Riflettere, come Chiesa e come cittadini, sulla libertà religiosa, sul suo valore e sulle sue violazioni è lo scopo della serata. Il tema, di per sé attuale quanto vasto, sarà presentato con particolare riferimento alla discriminazione e alle sofferenze delle minoranze cristiane del Pakistan.

Tra i relatori, il prof. Shahid Mobeen, presidente dell’Associazione pakistani cristiani in Italia, porterà la testimonianza del martirio dei cristiani Pakistani di oggi. Da Asia Bibi, la giovane incarcerata nel 2009 e tuttora detenuta con accuse di blasfemia, a Shahbaz Bhatti, ex-ministro per le Minoranze, assassinato il 2 marzo 2011 a Islamabad, i cristiani perseguitati in Pakistan sono circa 4 milioni e rappresentano circa il 2% della popolazione. La loro situazione riflette quella di tante altre comunità cristiane nel mondo che, secondo stime, raggiunge un totale di circa 200 milioni di persone.

Nel panel anche Sante Maletta, professore associato di Filosofia politica all’Università di Bergamo, per il Comitato Nazarat, e il dott. Alessandro Monteduro, direttore di Aiuto alla Chiesa che Soffre in Italia. Quest’ultimo presenterà la sintesi del Rapporto sulla libertà religiosa nel mondo, uno studio dettagliato sulle condizioni delle minoranze religiose e sul quadro giuridico della libertà religiosa in 180 Paesi.

Durante la serata, moderata dal giornalista Giovanni Rossi, sono previsti interventi e domande del pubblico.

Al termine si raccoglieranno offerte spontanee a sostegno del Seminario Minore “San Tommaso Apostolo” di Faisalabad, in Pakistan, quale segno di solidarietà concreta alla minoranza cristiana di quella terra.

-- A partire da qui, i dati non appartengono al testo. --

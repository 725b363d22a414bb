mod auth;

pub use auth::*;
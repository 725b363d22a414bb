use axum::{
    extract::{Extension, State},
    http::HeaderMap,
};

use crate::db::{AppState, queries};
use crate::error::{OptionExt, Result, msg};
use crate::extractors::{Json, Path, Query};
use crate::middleware::Principal;
use crate::models::{AuditAction, CreateUser, User};
use crate::pagination::{Paginated, PaginationQuery};
use crate::util::AuditLogBuilder;

pub async fn create_user(
    State(state): State<AppState>,
    Extension(principal): Extension<Principal>,
    headers: HeaderMap,
    Json(input): Json<CreateUser>,
) -> Result<Json<User>> {
    input.validate()?;

    let conn = state.db.get()?;
    let audit_conn = state.audit.get()?;
    let user = queries::create_user(&conn, &input)?;

    AuditLogBuilder::new(&audit_conn, state.audit_log_enabled, &headers)
        .actor(principal.actor_type(), Some(&principal.user.id))
        .action(AuditAction::CreateUser)
        .resource("user", &user.id)
        .details(&serde_json::json!({
            "name": user.name,
            "country": user.country,
            "role": user.role.as_ref(),
        }))
        .save()?;

    Ok(Json(user))
}

pub async fn list_users(
    State(state): State<AppState>,
    Query(query): Query<PaginationQuery>,
) -> Result<Json<Paginated<User>>> {
    let conn = state.db.get()?;
    let (users, total) = queries::list_users_paginated(&conn, query.limit(), query.offset())?;
    Ok(Json(Paginated::from_query(users, total, &query)))
}

pub async fn get_user(
    State(state): State<AppState>,
    Path(user_id): Path<String>,
) -> Result<Json<User>> {
    let conn = state.db.get()?;
    let user = queries::get_user_by_id(&conn, &user_id)?.or_not_found(msg::USER_NOT_FOUND)?;
    Ok(Json(user))
}
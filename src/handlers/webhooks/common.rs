//! Shared webhook ingress for the payment providers.
//!
//! Each provider supplies signature extraction/verification and payload
//! normalization; everything after that (admission, state machine, settlement)
//! goes through the same pipeline regardless of where the event came from.

use axum::{body::Bytes, http::HeaderMap};

use crate::db::{AppState, queries};
use crate::error::{AppError, Result, msg};
use crate::extractors::Json;
use crate::models::NormalizedEvent;
use crate::payments::AdapterError;
use crate::pipeline::{self, ProcessOutcome};

/// Provider-specific pieces of webhook handling.
pub trait WebhookProvider: Send + Sync {
    /// Provider name for logging (e.g. "paypal", "portone").
    fn provider_name(&self) -> &'static str;

    /// Shared secret for this endpoint. May depend on the payload when one
    /// endpoint serves several providers.
    fn secret(&self, state: &AppState, body: &Bytes) -> Option<String>;

    /// Check the request signature. A missing signature header is an error,
    /// a present but wrong one is `Ok(false)`.
    fn verify_signature(&self, secret: &str, headers: &HeaderMap, body: &Bytes, now: i64) -> Result<bool>;

    /// Parse the payload into a canonical event.
    fn normalize(&self, body: &Bytes) -> std::result::Result<NormalizedEvent, AdapterError>;
}

/// Read a header as a string; absent or non-ASCII headers are a 400.
pub fn required_header<'a>(headers: &'a HeaderMap, name: &str) -> Result<&'a str> {
    headers
        .get(name)
        .ok_or_else(|| AppError::BadRequest(format!("{}: {}", msg::MISSING_SIGNATURE, name)))?
        .to_str()
        .map_err(|_| AppError::BadRequest(format!("Invalid {} header", name)))
}

pub async fn handle_webhook<P: WebhookProvider>(
    provider: &P,
    state: &AppState,
    headers: HeaderMap,
    body: Bytes,
) -> Result<Json<ProcessOutcome>> {
    let now = queries::now();

    match provider.secret(state, &body) {
        Some(secret) => {
            if !provider.verify_signature(&secret, &headers, &body, now)? {
                tracing::warn!("Rejected {} webhook: signature mismatch", provider.provider_name());
                return Err(AppError::Unauthorized);
            }
        }
        None if state.dev_mode => {
            tracing::warn!(
                "No {} webhook secret configured, skipping signature check (dev mode)",
                provider.provider_name()
            );
        }
        None => {
            tracing::error!("{} webhook received but no secret is configured", provider.provider_name());
            return Err(AppError::Unauthorized);
        }
    }

    let event = provider.normalize(&body).inspect_err(|e| {
        tracing::warn!("Rejected {} webhook: {}", provider.provider_name(), e);
    })?;

    let mut conn = state.db.get()?;
    let outcome = pipeline::process_normalized(&mut conn, event, &state.ledger, now)?;

    Ok(Json(outcome))
}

L’incontro è promosso dal “Comitato Nazarat per i cristiani perseguitati in Medio Oriente” e dalla Fondazione Pontificia “Aiuto alla Chiesa che Soffre” (ACS), con il patrocinio e la collaborazione del Comune di Cremona.

Locandina

 

Il Comitato Nazarat è sorto per fare sentire la vicinanza ai cristiani perseguitati in Medio Oriente.  Essa si manifesta con la preghiera e con progetti di aiuto materiale. In particolare il Comitato è presente in 15 città d’Italia (tra cui Cremona) e in Svizzera, dove ogni giorno 20 del mese i membri delle sezioni locali si riuniscono nelle piazze per pregare il Rosario. Una iniziativa che ha recentemente ricevuto il plauso del Patriarca di Babilonia dei Caldei.

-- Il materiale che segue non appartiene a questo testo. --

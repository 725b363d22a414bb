//! Endpoints for any authenticated caller: own entitlements, access checks,
//! own API keys and the catalog.

mod access;
mod api_keys;
mod catalog;
mod entitlements;

pub use access::*;
pub use api_keys::*;
pub use catalog::*;
pub use entitlements::*;

use axum::{
    Router, middleware,
    routing::{delete, get, post},
};

use crate::db::AppState;
use crate::middleware::api_key_auth;

pub fn router(state: AppState) -> Router<AppState> {
    Router::new()
        .route("/users/{user_id}/entitlements", get(list_entitlements))
        .route("/users/{user_id}/entitlements/{subject_id}", get(get_entitlement))
        .route(
            "/users/{user_id}/entitlements/{subject_id}/cancel",
            post(cancel_entitlement),
        )
        .route(
            "/users/{user_id}/entitlements/{subject_id}/upgrade",
            post(upgrade_entitlement),
        )
        .route("/users/{user_id}/subscription", get(get_subscription))
        .route("/users/{user_id}/api-keys", post(create_api_key).get(list_api_keys))
        .route("/users/{user_id}/api-keys/{key_id}", delete(revoke_api_key))
        .route("/access/{subject_id}", get(check_access))
        .route("/catalog", get(list_catalog))
        .route("/catalog/{item_id}", get(get_catalog_item))
        .layer(middleware::from_fn_with_state(state, api_key_auth))
}
use serde::{Deserialize, Serialize};
use strum::{AsRefStr, EnumString};

#[derive(Debug, Clone, Copy, PartialEq, Eq, Serialize, Deserialize, AsRefStr, EnumString)]
#[serde(rename_all = "snake_case")]
#[strum(serialize_all = "snake_case")]
pub enum ProcessingStatus {
    Queued,
    Running,
    /// Transcoded, waiting for the hosting upload.
    Completed,
    /// Claimed by the one caller currently uploading to the host.
    Publishing,
    /// Uploaded and attached to the catalog item.
    Published,
    Failed,
}

impl ProcessingStatus {
    pub fn is_terminal(&self) -> bool {
        matches!(self, ProcessingStatus::Published | ProcessingStatus::Failed)
    }
}

/// One editing step sent to the transcoder.
#[derive(Debug, Clone, PartialEq, Serialize, Deserialize)]
#[serde(tag = "op", rename_all = "snake_case")]
pub enum EditOperation {
    /// Keep only `[start, end)` seconds of the source.
    Cut { start: f64, end: f64 },
    /// Append other sources after the current one.
    Concat { sources: Vec<String> },
    /// Produce a short preview clip from the beginning.
    Preview { duration: f64 },
}

#[derive(Debug, Clone, Serialize, Deserialize)]
pub struct ProcessingJob {
    pub id: String,
    pub item_id: String,
    pub external_job_id: String,
    pub source_ref: String,
    pub operations: Vec<EditOperation>,
    pub status: ProcessingStatus,
    pub result_ref: Option<String>,
    pub external_video_id: Option<String>,
    pub error: Option<String>,
    pub created_at: i64,
    pub updated_at: i64,
}

#[derive(Debug, Clone, Deserialize)]
pub struct CreateProcessingJob {
    pub source_ref: String,
    #[serde(default)]
    pub operations: Vec<EditOperation>,
}
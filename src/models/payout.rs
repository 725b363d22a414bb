use serde::{Deserialize, Serialize};
use strum::{AsRefStr, EnumString};

use crate::payments::PaymentProvider;

#[derive(Debug, Clone, Copy, PartialEq, Eq, Serialize, Deserialize, AsRefStr, EnumString)]
#[serde(rename_all = "snake_case")]
#[strum(serialize_all = "snake_case")]
pub enum PayoutStatus {
    Pending,
    Processing,
    Paid,
    Rejected,
}

impl PayoutStatus {
    pub fn is_terminal(&self) -> bool {
        matches!(self, PayoutStatus::Paid | PayoutStatus::Rejected)
    }

    pub fn can_transition_to(&self, next: PayoutStatus) -> bool {
        matches!(
            (self, next),
            (PayoutStatus::Pending, PayoutStatus::Processing)
                | (PayoutStatus::Processing, PayoutStatus::Paid)
                | (PayoutStatus::Pending, PayoutStatus::Rejected)
                | (PayoutStatus::Processing, PayoutStatus::Rejected)
        )
    }
}

/// Payout rails. Serialized the way creators type them in the dashboard.
#[derive(Debug, Clone, Copy, PartialEq, Eq, Serialize, Deserialize, AsRefStr, EnumString)]
pub enum PayoutMethod {
    #[serde(rename = "PayPal", alias = "paypal")]
    #[strum(to_string = "PayPal", serialize = "paypal")]
    PayPal,
    #[serde(rename = "Portone", alias = "portone", alias = "PortOne")]
    #[strum(to_string = "Portone", serialize = "portone", serialize = "PortOne")]
    Portone,
}

impl PayoutMethod {
    pub fn provider(&self) -> PaymentProvider {
        match self {
            PayoutMethod::PayPal => PaymentProvider::Global,
            PayoutMethod::Portone => PaymentProvider::Domestic,
        }
    }

    pub fn supports_currency(&self, currency: &str) -> bool {
        self.provider().supports_currency(currency)
    }
}

#[derive(Debug, Clone, Serialize, Deserialize)]
pub struct PayoutRequest {
    pub id: String,
    pub creator_id: String,
    pub payment_method: PayoutMethod,
    pub amount: f64,
    pub currency: String,
    /// PayPal e-mail or PortOne phone number the money goes to.
    pub destination: String,
    pub status: PayoutStatus,
    pub rejection_reason: Option<String>,
    pub requested_at: i64,
    pub resolved_at: Option<i64>,
    pub updated_at: i64,
}

#[derive(Debug, Clone, Deserialize)]
pub struct CreatePayout {
    pub amount: f64,
    pub currency: String,
    pub payment_method: PayoutMethod,
    pub paypal_email: Option<String>,
    pub portone_phone: Option<String>,
}

impl CreatePayout {
    pub fn destination(&self) -> Option<&str> {
        let dest = match self.payment_method {
            PayoutMethod::PayPal => self.paypal_email.as_deref(),
            PayoutMethod::Portone => self.portone_phone.as_deref(),
        };
        dest.map(str::trim).filter(|d| !d.is_empty())
    }
}

/// Operator decision for a payout.
#[derive(Debug, Clone, PartialEq, Deserialize)]
#[serde(tag = "status", rename_all = "snake_case")]
pub enum PayoutOutcome {
    Processing,
    Paid,
    Rejected { reason: Option<String> },
}

impl PayoutOutcome {
    pub fn target_status(&self) -> PayoutStatus {
        match self {
            PayoutOutcome::Processing => PayoutStatus::Processing,
            PayoutOutcome::Paid => PayoutStatus::Paid,
            PayoutOutcome::Rejected { .. } => PayoutStatus::Rejected,
        }
    }
}

#[derive(Debug, Clone, Serialize)]
pub struct PayoutBalance {
    pub creator_id: String,
    pub currency: String,
    /// Creator revenue accrued in the ledger.
    pub accrued: f64,
    /// Sum of pending, processing and paid payouts.
    pub reserved: f64,
    pub available: f64,
}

Aiuto alla Chiesa che Soffre (ACS) è una fondazione di diritto pontificio fondata nel 1947 e presente nel mondo attraverso 23 Segretariati Nazionali. Sin dalla fondazione essa è a fianco della Chiesa che soffre nei cristiani perseguitati di tutto il mondo, e si adopera in attività di informazione e sensibilizzazione e di sostegno materiale. Nel 2015 ACS ha sostenuto più di 6.000 progetti di aiuto alla pastorale della Chiesa in 146 Paesi del mondo.